New Law Requiring SUM Coverage Awaits Governor Cuomo’s Signature
A new insurance bill that was passed by the NY Assembly and State Senate on June 21 could become a helpful addition to the New York State Auto Accident Laws; it will require insurance companies to include supplementary underinsured/uninsured motorist coverage (SUM) in their policies at the same coverage level as the insured’s own liability limits, instead of leaving it as an optional coverage.
How Will The New Sum Coverage Bill Affect Me?
Current auto insurance law only requires insurance policies to provide uninsured motorist coverage at the minimum state limit of $25,000/$50,000. Such a small policy frequently will not cover all damages caused by accidents for policyholders and their passengers, often when an uninsured or underinsured driver causes the injuries. SUM is an add-on protection that extends the uninsured coverage to underinsured motorists, and it covers the injured person’s damages if the motorist causing the accident has low liability limits; any limit lower than the limits purchased by the insured injured person and their family.
Lipsig Law Firm And NYS Trial Lawyers Association Supports The Sum Bill
The Lipsig law firm and the New York State Trial Lawyers Association (NYSTLA) supports the new bill, since this new law allows for consumer choice while saving taxpayer money, since fewer auto accident victims will have to rely on Medicaid and public benefits after they were injured and exhausted the low insurance limits of the offending vehicle.

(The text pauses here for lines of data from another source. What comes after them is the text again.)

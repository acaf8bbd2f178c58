//! Shared utility functions

use unicode_width::UnicodeWidthChar;

/// Truncate a string to at most `max_chars` characters.
///
/// Counts `char`s rather than bytes so multi-byte text (journal names,
/// author lists) is never split inside a code point.
pub fn truncate_chars(s: &str, max_chars: usize) -> &str {
    match s.char_indices().nth(max_chars) {
        Some((idx, _)) => &s[..idx],
        None => s,
    }
}

/// Fit a string into `max_width` terminal cells, appending `…` when cut.
pub fn fit_width(s: &str, max_width: usize) -> String {
    if max_width == 0 {
        return String::new();
    }

    let total: usize = s.chars().map(|c| c.width().unwrap_or(0)).sum();
    if total <= max_width {
        return s.to_string();
    }

    let mut out = String::new();
    let mut used = 0;
    for c in s.chars() {
        let w = c.width().unwrap_or(0);
        // Reserve one cell for the ellipsis
        if used + w > max_width - 1 {
            break;
        }
        out.push(c);
        used += w;
    }
    out.push('…');
    out
}

/// Percentage of `part` in `whole`, 0.0 when `whole` is zero.
pub fn percent(part: usize, whole: usize) -> f64 {
    if whole == 0 {
        return 0.0;
    }
    part as f64 / whole as f64 * 100.0
}

#[cfg(test)]
mod tests {
    use super::*;

    #[test]
    fn test_truncate_shorter_than_max() {
        assert_eq!(truncate_chars("hello", 10), "hello");
    }

    #[test]
    fn test_truncate_counts_chars_not_bytes() {
        // Each character is 3 bytes in UTF-8
        assert_eq!(truncate_chars("日本語", 2), "日本");
        assert_eq!(truncate_chars("server error", 6), "server");
    }

    #[test]
    fn test_truncate_to_zero() {
        assert_eq!(truncate_chars("hello", 0), "");
        assert_eq!(truncate_chars("", 5), "");
    }

    #[test]
    fn test_fit_width_adds_ellipsis() {
        assert_eq!(fit_width("short", 10), "short");
        assert_eq!(fit_width("Nausea and vomiting", 8), "Nausea …");
        assert_eq!(fit_width("abc", 0), "");
    }

    #[test]
    fn test_percent_handles_zero_total() {
        assert_eq!(percent(3, 0), 0.0);
        assert!((percent(1, 3) - 33.333).abs() < 0.01);
    }
}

Current insurance procedures leave many motorists paying for high limits that protect them only when they are sued for damages. However, when they or their families are injured during accidents caused by uninsured or underinsured motorists, they receive little or no protection from their own policies, although this coverage is very affordable and is available to them. The new SUM coverage law corrects a flaw in the current New York State auto accident insurance law procedures, and will be a welcome change for New York’s insured motorists.